As for the debt ceiling, the best thing would be for the Senate to eliminate the filibuster rule (or at least make the right-wingers do a physical filibuster) and eliminate the debt ceiling. It is an artifact of a different age, and is meaningless. Think about this.
1) we have spending bills that require us to spend X dollars
2) we have tax bills that only raise X-Y dollars.
3) we have a governmental obligation to pay the X dollars that we spend to those who provide the goods and services amounting to X dollars.
4) Therefore we have a governmental obligation to borrow the Y dollars that we don't raise with taxes.
Some in the GOP have realized what progressives have been saying all along--that by winning the election, President Obama is in a much better negotiating position on taxes and spending than before, and the GOP really doesn't have many hands to play.

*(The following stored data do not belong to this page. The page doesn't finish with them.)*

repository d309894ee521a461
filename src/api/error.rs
use axum::{
    Json,
    http::StatusCode,
    response::{IntoResponse, Response},
};
use std::fmt;

use super::ApiResponse;

#[derive(Debug)]
pub enum ApiError {
    NotFound(String),

    DatabaseError(String),

    ValidationError(String),

    InternalError(String),

    Unauthorized(String),

    Forbidden(String),
}

impl fmt::Display for ApiError {
    fn fmt(&self, f: &mut fmt::Formatter<'_>) -> fmt::Result {
        match self {
            ApiError::NotFound(msg) => write!(f, "Not found: {}", msg),
            ApiError::DatabaseError(msg) => write!(f, "Database error: {}", msg),
            ApiError::ValidationError(msg) => write!(f, "Validation error: {}", msg),
            ApiError::InternalError(msg) => write!(f, "Internal error: {}", msg),
            ApiError::Unauthorized(msg) => write!(f, "Unauthorized: {}", msg),
            ApiError::Forbidden(msg) => write!(f, "Forbidden: {}", msg),
        }
    }
}

impl std::error::Error for ApiError {}

impl IntoResponse for ApiError {
    fn into_response(self) -> Response {
        let (status, error_message) = match &self {
            ApiError::NotFound(msg) => (StatusCode::NOT_FOUND, msg.clone()),
            ApiError::DatabaseError(msg) => {
                tracing::error!("Database error: {}", msg);
                (
                    StatusCode::INTERNAL_SERVER_ERROR,
                    "A database error occurred".to_string(),
                )
            }
            ApiError::ValidationError(msg) => (StatusCode::BAD_REQUEST, msg.clone()),
            ApiError::InternalError(msg) => {
                tracing::error!("Internal error: {}", msg);
                (
                    StatusCode::INTERNAL_SERVER_ERROR,
                    "An internal error occurred".to_string(),
                )
            }
            ApiError::Unauthorized(msg) => (StatusCode::UNAUTHORIZED, msg.clone()),
            ApiError::Forbidden(msg) => (StatusCode::FORBIDDEN, msg.clone()),
        };

        let body = ApiResponse::<()>::error(error_message);
        (status, Json(body)).into_response()
    }
}

impl From<anyhow::Error> for ApiError {
    fn from(err: anyhow::Error) -> Self {
        ApiError::InternalError(err.to_string())
    }
}

impl ApiError {
    pub fn not_found(resource: &str, id: impl fmt::Display) -> Self {
        ApiError::NotFound(format!("{} {} not found", resource, id))
    }

    pub fn user_not_found() -> Self {
        ApiError::NotFound("User not found".to_string())
    }

    pub fn validation(msg: impl Into<String>) -> Self {
        ApiError::ValidationError(msg.into())
    }

    pub fn unauthorized(msg: impl Into<String>) -> Self {
        ApiError::Unauthorized(msg.into())
    }

    pub fn forbidden(msg: impl Into<String>) -> Self {
        ApiError::Forbidden(msg.into())
    }

    pub fn internal(msg: impl Into<String>) -> Self {
        ApiError::InternalError(msg.into())
    }
}
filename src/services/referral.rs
//! Referral codes and the shared-IP cheater heuristic.

use anyhow::Result;
use rand::Rng;
use tracing::{debug, info, warn};

use crate::db::Store;
use crate::models::user::{NewUser, User};

const SPECIAL_ID_MIN: u32 = 100_000;
const SPECIAL_ID_MAX: u32 = 999_999;
const MAX_SPECIAL_ID_ATTEMPTS: usize = 16;

/// Random six-digit code without a leading zero.
#[must_use]
pub fn generate_special_id() -> String {
    rand::rng()
        .random_range(SPECIAL_ID_MIN..=SPECIAL_ID_MAX)
        .to_string()
}

#[must_use]
pub fn is_valid_special_id(code: &str) -> bool {
    code.len() == 6 && code.bytes().all(|b| b.is_ascii_digit()) && !code.starts_with('0')
}

/// Inserts `new_user` under a fresh special ID drawn from `next_code`.
///
/// A unique violation on `special_id` (two registrations racing for the same
/// code) retries with another code. Any other failure, including a duplicate
/// Telegram id, is returned to the caller. `new_user.special_id` is overwritten.
pub async fn insert_with_special_id(
    store: &Store,
    mut new_user: NewUser,
    referrer: Option<(&str, i32)>,
    mut next_code: impl FnMut() -> String,
) -> Result<User> {
    for attempt in 1..=MAX_SPECIAL_ID_ATTEMPTS {
        let candidate = next_code();
        new_user.special_id.clone_from(&candidate);

        match store.create_user(new_user.clone(), referrer).await {
            Ok(user) => return Ok(user),
            Err(e) if store.special_id_exists(&candidate).await? => {
                debug!(attempt, special_id = %candidate, "Special ID taken, retrying: {e}");
            }
            Err(e) => return Err(e),
        }
    }

    anyhow::bail!("Could not allocate a free special ID after {MAX_SPECIAL_ID_ATTEMPTS} attempts")
}

/// Flags every account on `ip_address` once at least `threshold` accounts share it.
/// Returns whether the IP was flagged.
pub async fn flag_shared_ip(store: &Store, ip_address: &str, threshold: u64) -> Result<bool> {
    if ip_address.trim().is_empty() {
        return Ok(false);
    }

    let accounts = store.count_users_by_ip(ip_address).await?;
    if accounts < threshold {
        return Ok(false);
    }

    let flagged = store.flag_ip_as_cheaters(ip_address).await?;
    warn!(
        ip_address = %ip_address,
        accounts = accounts,
        "Flagged {} accounts sharing one IP as cheaters",
        flagged
    );
    metrics::counter!("cheater_flags_total").increment(flagged);

    Ok(true)
}

/// Flags every IP group at or above `threshold`. Returns the number of groups.
pub async fn flag_all_shared_ips(store: &Store, threshold: u64) -> Result<u64> {
    let ips = store.shared_ips(threshold).await?;

    for ip in &ips {
        let flagged = store.flag_ip_as_cheaters(ip).await?;
        metrics::counter!("cheater_flags_total").increment(flagged);
    }

    info!("Flagged {} shared IP groups", ips.len());
    Ok(ips.len() as u64)
}
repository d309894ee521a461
pub mod prelude;

pub mod users;
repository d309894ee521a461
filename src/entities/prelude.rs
pub use super::users::Entity as Users;
pub mod telegram;
pub mod user;
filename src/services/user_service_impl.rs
//! `SeaORM` implementation of the `UserService` trait.

use async_trait::async_trait;
use std::sync::Arc;
use tokio::sync::RwLock;

use crate::config::Config;
use crate::db::Store;
use crate::models::user::User;
use crate::services::user_service::{UserError, UserProfile, UserService};

pub struct SeaOrmUserService {
    store: Store,
    config: Arc<RwLock<Config>>,
}

impl SeaOrmUserService {
    #[must_use]
    pub const fn new(store: Store, config: Arc<RwLock<Config>>) -> Self {
        Self { store, config }
    }
}

#[async_trait]
impl UserService for SeaOrmUserService {
    async fn get_profile(&self, user_id: &str) -> Result<UserProfile, UserError> {
        let user = self
            .store
            .get_user(user_id)
            .await?
            .ok_or(UserError::NotFound)?;

        if user.is_blocked {
            return Err(UserError::Blocked);
        }

        self.store.touch_last_active(&user.id).await?;

        let referred_users = self.store.get_referred_users(&user.id).await?;
        let referral_link = self.config.read().await.referral_link(&user.special_id);

        Ok(UserProfile {
            user,
            referred_users,
            referral_link,
        })
    }

    async fn join_channel(&self, user_id: &str) -> Result<User, UserError> {
        self.store
            .set_joined_channel(user_id)
            .await?
            .ok_or(UserError::NotFound)
    }
}
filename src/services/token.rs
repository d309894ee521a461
//! Session tokens: compact HS256 JWTs carrying the user id.

use base64::Engine;
use base64::engine::general_purpose::URL_SAFE_NO_PAD;
use hmac::{Hmac, Mac};
use serde::{Deserialize, Serialize};
use sha2::Sha256;
use thiserror::Error;

type HmacSha256 = Hmac<Sha256>;

#[derive(Debug, Error, PartialEq, Eq)]
pub enum TokenError {
    #[error("Malformed token")]
    Malformed,

    #[error("Unsupported token algorithm")]
    UnsupportedAlgorithm,

    #[error("Invalid token signature")]
    InvalidSignature,

    #[error("Token expired")]
    Expired,

    #[error("Token signing failed")]
    Signing,
}

#[derive(Debug, Clone, PartialEq, Eq, Serialize, Deserialize)]
pub struct Claims {
    #[serde(rename = "userId")]
    pub user_id: String,
    pub iat: i64,
    pub exp: i64,
}

#[derive(Debug, Serialize, Deserialize)]
struct Header {
    alg: String,
    typ: String,
}

#[derive(Clone)]
pub struct TokenSigner {
    secret: Vec<u8>,
    ttl: chrono::Duration,
}

impl TokenSigner {
    #[must_use]
    pub fn new(secret: &str, ttl_days: i64) -> Self {
        Self {
            secret: secret.as_bytes().to_vec(),
            ttl: chrono::Duration::days(ttl_days),
        }
    }

    pub fn issue(&self, user_id: &str) -> Result<String, TokenError> {
        self.issue_at(user_id, chrono::Utc::now().timestamp())
    }

    pub fn issue_at(&self, user_id: &str, now_unix: i64) -> Result<String, TokenError> {
        let header = Header {
            alg: "HS256".to_string(),
            typ: "JWT".to_string(),
        };
        let claims = Claims {
            user_id: user_id.to_string(),
            iat: now_unix,
            exp: now_unix + self.ttl.num_seconds(),
        };

        let header = serde_json::to_vec(&header).map_err(|_| TokenError::Signing)?;
        let claims = serde_json::to_vec(&claims).map_err(|_| TokenError::Signing)?;
        let signing_input = format!(
            "{}.{}",
            URL_SAFE_NO_PAD.encode(header),
            URL_SAFE_NO_PAD.encode(claims)
        );

        let signature = self.mac(&signing_input)?.finalize().into_bytes();
        Ok(format!(
            "{signing_input}.{}",
            URL_SAFE_NO_PAD.encode(signature)
        ))
    }

    pub fn verify(&self, token: &str) -> Result<Claims, TokenError> {
        self.verify_at(token, chrono::Utc::now().timestamp())
    }

    pub fn verify_at(&self, token: &str, now_unix: i64) -> Result<Claims, TokenError> {
        let mut parts = token.split('.');
        let (Some(header_segment), Some(claims_segment), Some(signature), None) =
            (parts.next(), parts.next(), parts.next(), parts.next())
        else {
            return Err(TokenError::Malformed);
        };

        let header: Header = decode_segment(header_segment)?;
        if header.alg != "HS256" {
            return Err(TokenError::UnsupportedAlgorithm);
        }

        let signature = URL_SAFE_NO_PAD
            .decode(signature)
            .map_err(|_| TokenError::Malformed)?;
        self.mac(&format!("{header_segment}.{claims_segment}"))?
            .verify_slice(&signature)
            .map_err(|_| TokenError::InvalidSignature)?;

        let claims: Claims = decode_segment(claims_segment)?;
        if claims.exp <= now_unix {
            return Err(TokenError::Expired);
        }

        Ok(claims)
    }

    fn mac(&self, signing_input: &str) -> Result<HmacSha256, TokenError> {
        let mut mac = HmacSha256::new_from_slice(&self.secret).map_err(|_| TokenError::Signing)?;
        mac.update(signing_input.as_bytes());
        Ok(mac)
    }
}

fn decode_segment<T: for<'de> Deserialize<'de>>(segment: &str) -> Result<T, TokenError> {
    let bytes = URL_SAFE_NO_PAD
        .decode(segment)
        .map_err(|_| TokenError::Malformed)?;
    serde_json::from_slice(&bytes).map_err(|_| TokenError::Malformed)
}
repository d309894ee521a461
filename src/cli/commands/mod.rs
mod check_admin;
mod check_referrals;
mod issue_token;

pub use check_admin::cmd_check_admin;
pub use check_referrals::cmd_check_referrals;
pub use issue_token::cmd_issue_token;

use crate::models::user::User;

fn print_user(user: &User) {
    println!("{} (@{})", user.first_name, user.username.as_deref().unwrap_or("-"));
    println!(
        "  ID: {} | Telegram: {} | Special ID: {}",
        user.id, user.telegram_id, user.special_id
    );
    println!(
        "  Referrals: {} | Stars: {} | Admin: {} | Verified: {}",
        user.referrals, user.stars, user.is_admin, user.is_verified
    );
    if user.is_cheater || user.is_bot || user.is_blocked {
        println!(
            "  Cheater: {} | Bot: {} | Blocked: {}",
            user.is_cheater, user.is_bot, user.is_blocked
        );
    }
}
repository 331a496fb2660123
//! Durable key-value storage for ledger documents.
//!
//! Each ledger owns one whole document under a stable key and rewrites it on
//! every mutation. Storage is best-effort: [`load_document`] and
//! [`save_document`] log failures and carry on, so a broken backend costs
//! durability but never gameplay.

use std::cell::{Cell, RefCell};
use std::collections::HashMap;
use std::fs;
use std::io::ErrorKind;
use std::path::{Path, PathBuf};

use log::{debug, warn};
use serde::Serialize;
use serde::de::DeserializeOwned;

use crate::error::StoreError;
use crate::slug::key_file_stem;

/// Whole-document key-value storage.
pub trait SaveStore {
    /// Read the document stored under `key`, if any.
    ///
    /// # Errors
    /// Backend failures other than "not found".
    fn read(&self, key: &str) -> Result<Option<String>, StoreError>;

    /// Replace the document under `key`.
    ///
    /// # Errors
    /// Backend write failures.
    fn write(&self, key: &str, document: &str) -> Result<(), StoreError>;

    /// Delete the document under `key`. Missing keys are not an error.
    ///
    /// # Errors
    /// Backend failures.
    fn remove(&self, key: &str) -> Result<(), StoreError>;
}

/// In-process store, used for tests and throwaway sessions.
#[derive(Debug, Default)]
pub struct MemoryStore {
    documents: RefCell<HashMap<String, String>>,
    fail_writes: Cell<bool>,
}

impl MemoryStore {
    pub fn new() -> Self {
        Self::default()
    }

    /// Make every subsequent write fail, simulating an unavailable backend.
    pub fn set_fail_writes(&self, fail: bool) {
        self.fail_writes.set(fail);
    }

    /// Raw document text, for inspection.
    pub fn document(&self, key: &str) -> Option<String> {
        self.documents.borrow().get(key).cloned()
    }

    /// Overwrite a document directly, bypassing any ledger.
    pub fn insert_raw(&self, key: &str, document: &str) {
        self.documents.borrow_mut().insert(key.to_string(), document.to_string());
    }
}

impl SaveStore for MemoryStore {
    fn read(&self, key: &str) -> Result<Option<String>, StoreError> {
        Ok(self.documents.borrow().get(key).cloned())
    }

    fn write(&self, key: &str, document: &str) -> Result<(), StoreError> {
        if self.fail_writes.get() {
            return Err(StoreError::Unavailable(format!("write to '{key}' refused")));
        }
        self.documents.borrow_mut().insert(key.to_string(), document.to_string());
        Ok(())
    }

    fn remove(&self, key: &str) -> Result<(), StoreError> {
        self.documents.borrow_mut().remove(key);
        Ok(())
    }
}

/// One JSON file per key inside a directory (normally a save slot).
#[derive(Debug, Clone)]
pub struct FileStore {
    dir: PathBuf,
}

impl FileStore {
    /// Create a store rooted at `dir`. The directory is created on first write.
    pub fn new(dir: impl Into<PathBuf>) -> Self {
        Self { dir: dir.into() }
    }

    pub fn dir(&self) -> &Path {
        &self.dir
    }

    /// File backing `key`.
    pub fn path_for(&self, key: &str) -> PathBuf {
        self.dir.join(format!("{}.json", key_file_stem(key)))
    }
}

impl SaveStore for FileStore {
    fn read(&self, key: &str) -> Result<Option<String>, StoreError> {
        match fs::read_to_string(self.path_for(key)) {
            Ok(text) => Ok(Some(text)),
            Err(err) if err.kind() == ErrorKind::NotFound => Ok(None),
            Err(source) => Err(StoreError::Io {
                key: key.to_string(),
                source,
            }),
        }
    }

    fn write(&self, key: &str, document: &str) -> Result<(), StoreError> {
        let io_err = |source| StoreError::Io {
            key: key.to_string(),
            source,
        };
        fs::create_dir_all(&self.dir).map_err(io_err)?;
        // write beside the target and rename so a crash never leaves half a document
        let path = self.path_for(key);
        let tmp = path.with_extension("json.tmp");
        fs::write(&tmp, document).map_err(io_err)?;
        fs::rename(&tmp, &path).map_err(io_err)?;
        debug!("wrote {} bytes to {}", document.len(), path.display());
        Ok(())
    }

    fn remove(&self, key: &str) -> Result<(), StoreError> {
        match fs::remove_file(self.path_for(key)) {
            Ok(()) => Ok(()),
            Err(err) if err.kind() == ErrorKind::NotFound => Ok(()),
            Err(source) => Err(StoreError::Io {
                key: key.to_string(),
                source,
            }),
        }
    }
}

/// Load and decode the document under `key`.
///
/// Missing, unreadable or malformed documents yield `T::default()`; the cause
/// is logged with `label` so the owning ledger can be identified.
pub fn load_document<T>(store: &dyn SaveStore, key: &str, label: &str) -> T
where
    T: DeserializeOwned + Default,
{
    let raw = match store.read(key) {
        Ok(Some(raw)) => raw,
        Ok(None) => {
            debug!("{label}: no saved document under '{key}', starting empty");
            return T::default();
        },
        Err(err) => {
            warn!("{label}: failed to read saved state: {err}");
            return T::default();
        },
    };
    match serde_json::from_str(&raw) {
        Ok(value) => value,
        Err(err) => {
            warn!("{label}: saved document '{key}' is corrupt, starting empty: {err}");
            T::default()
        },
    }
}

/// Encode and write `value` under `key`. Returns whether the write landed.
pub fn save_document<T: Serialize>(store: &dyn SaveStore, key: &str, label: &str, value: &T) -> bool {
    let result = serde_json::to_string(value)
        .map_err(|source| StoreError::Serialize {
            key: key.to_string(),
            source,
        })
        .and_then(|doc| store.write(key, &doc));
    match result {
        Ok(()) => true,
        Err(err) => {
            warn!("{label}: failed to save: {err}");
            false
        },
    }
}
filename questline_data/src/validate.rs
use std::collections::HashSet;
use std::fmt;

use crate::defs::{NpcDef, QuestDef};

/// Validation error for a structurally unusable definition.
#[derive(Debug, Clone, PartialEq, Eq)]
pub enum ValidationError {
    DuplicateId { kind: &'static str, id: String },
    MissingValue { context: String },
    InvalidValue { context: String },
}

impl fmt::Display for ValidationError {
    fn fmt(&self, f: &mut fmt::Formatter<'_>) -> fmt::Result {
        match self {
            ValidationError::DuplicateId { kind, id } => {
                write!(f, "duplicate {kind} id '{id}'")
            },
            ValidationError::MissingValue { context } => {
                write!(f, "missing value ({context})")
            },
            ValidationError::InvalidValue { context } => {
                write!(f, "invalid value ({context})")
            },
        }
    }
}

impl std::error::Error for ValidationError {}

/// Check a single quest definition.
///
/// Definitions produced by [`parse_quest`](crate::parse_quest) always pass;
/// this guards definitions built directly in code or read back from a save.
///
/// ```
/// use questline_data::{QuestDef, QuestKind, validate_quest};
///
/// let quest = QuestDef::new("q1", QuestKind::Collect, "herb").with_count(3);
/// assert!(validate_quest(&quest).is_empty());
/// assert_eq!(validate_quest(&QuestDef::new("", QuestKind::Kill, "slime")).len(), 1);
/// ```
pub fn validate_quest(quest: &QuestDef) -> Vec<ValidationError> {
    let mut errors = Vec::new();

    if quest.id.trim().is_empty() {
        errors.push(ValidationError::MissingValue {
            context: "quest id".to_string(),
        });
    }
    if quest.target.trim().is_empty() {
        errors.push(ValidationError::MissingValue {
            context: format!("quest '{}' target", quest.id),
        });
    }
    if quest.count == 0 {
        errors.push(ValidationError::InvalidValue {
            context: format!("quest '{}' count is zero", quest.id),
        });
    }
    for (idx, item) in quest.reward.items.iter().enumerate() {
        if item.id.trim().is_empty() {
            errors.push(ValidationError::MissingValue {
                context: format!("quest '{}' reward item {idx} id", quest.id),
            });
        }
        if item.quantity == 0 {
            errors.push(ValidationError::InvalidValue {
                context: format!("quest '{}' reward item '{}' quantity is zero", quest.id, item.id),
            });
        }
    }

    errors
}

/// Check a set of NPCs loaded from one map.
///
/// Besides per-quest checks this catches two NPCs sharing a name or offering
/// quests with the same id; the ledger de-duplicates by quest id, so the second
/// NPC's quest could never be offered.
pub fn validate_npcs(npcs: &[NpcDef]) -> Vec<ValidationError> {
    let mut errors = Vec::new();
    let mut names = HashSet::new();
    let mut quest_ids = HashSet::new();

    track_ids("npc", npcs.iter().map(|n| n.name.as_str()), &mut names, &mut errors);
    track_ids(
        "quest",
        npcs.iter().filter_map(|n| n.quest.as_ref()).map(|q| q.id.as_str()),
        &mut quest_ids,
        &mut errors,
    );

    for npc in npcs {
        if npc.name.trim().is_empty() {
            errors.push(ValidationError::MissingValue {
                context: "npc name".to_string(),
            });
        }
        if npc.dialogue.is_empty() {
            errors.push(ValidationError::MissingValue {
                context: format!("npc '{}' dialogue", npc.name),
            });
        }
        if let Some(quest) = &npc.quest {
            errors.extend(validate_quest(quest));
        }
    }

    errors
}

fn track_ids<'a>(
    kind: &'static str,
    ids: impl Iterator<Item = &'a str>,
    seen: &mut HashSet<&'a str>,
    errors: &mut Vec<ValidationError>,
) {
    for id in ids {
        if !seen.insert(id) {
            errors.push(ValidationError::DuplicateId {
                kind,
                id: id.to_string(),
            });
        }
    }
}

#[cfg(test)]
mod tests {
    use super::*;
    use crate::defs::{ItemRewardDef, QuestKind, RewardDef};

    #[test]
    fn zero_reward_quantity_is_invalid() {
        let quest = QuestDef::new("q1", QuestKind::Collect, "herb").with_reward(RewardDef {
            xp: 0,
            gold: 0,
            items: vec![ItemRewardDef::new("potion", 0)],
        });
        let errors = validate_quest(&quest);
        assert_eq!(errors.len(), 1);
        assert!(errors[0].to_string().contains("potion"));
    }

    #[test]
    fn duplicate_quest_ids_across_npcs() {
        let quest = QuestDef::new("shared", QuestKind::Kill, "slime");
        let npcs = vec![
            NpcDef::new("npc_a", vec!["hi".into()]).with_quest(quest.clone()),
            NpcDef::new("npc_b", vec!["yo".into()]).with_quest(quest),
        ];
        let errors = validate_npcs(&npcs);
        assert_eq!(
            errors,
            vec![ValidationError::DuplicateId {
                kind: "quest",
                id: "shared".into()
            }]
        );
    }

    #[test]
    fn duplicate_npc_names() {
        let npcs = vec![NpcDef::new("npc_a", Vec::new()), NpcDef::new("npc_a", Vec::new())];
        assert_eq!(validate_npcs(&npcs).len(), 1);
    }
}
//! Dialogue Player
//!
//! Line-by-line state for the NPC conversation currently on screen.

use questline_data::PLACEHOLDER_LINE;

#[derive(Debug, Clone, Default, PartialEq, Eq)]
pub struct DialoguePlayer {
    lines: Vec<String>,
    index: usize,
}

impl DialoguePlayer {
    pub fn new() -> Self {
        Self::default()
    }

    /// Load a script and rewind to its first line.
    ///
    /// An empty script plays the placeholder line instead.
    pub fn start(&mut self, lines: &[String]) {
        self.start_with_placeholder(lines, PLACEHOLDER_LINE);
    }

    /// Like [`start`](Self::start) with a custom line for empty scripts.
    pub fn start_with_placeholder(&mut self, lines: &[String], placeholder: &str) {
        self.lines = if lines.is_empty() {
            vec![placeholder.to_string()]
        } else {
            lines.to_vec()
        };
        self.index = 0;
    }

    /// Step to the next line. Returns whether there is still a line to show.
    pub fn advance(&mut self) -> bool {
        if self.index < self.lines.len() {
            self.index += 1;
        }
        self.is_active()
    }

    pub fn is_active(&self) -> bool {
        self.index < self.lines.len()
    }

    pub fn current_line(&self) -> Option<&str> {
        self.lines.get(self.index).map(String::as_str)
    }

    pub fn index(&self) -> usize {
        self.index
    }

    pub fn len(&self) -> usize {
        self.lines.len()
    }

    pub fn is_empty(&self) -> bool {
        self.lines.is_empty()
    }

    pub fn reset(&mut self) {
        self.lines.clear();
        self.index = 0;
    }
}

The trouble is, the GOP thinks if it "gives" on any tax increases on the wealthiest Americans that it should have the "right" to a "balanced deal" and get the Dems to go along with the decimation of Medicare, Medicaid and Social Security. This is the main battle of the radical right's class warfare against ordinary Americans--their goal is to eliminate, reduce, or privatize Social Security, Medicare, and Medicaid benefits. They created the fiscal cliff with brinkmanship temper-tantrum threats to throw the United States into default unless they got their way, and they are trying to use the December 31 deadline that they themselves set in place to push the Democrats into being the ones to destroy the most effective social welfare programs that the Democrats have created.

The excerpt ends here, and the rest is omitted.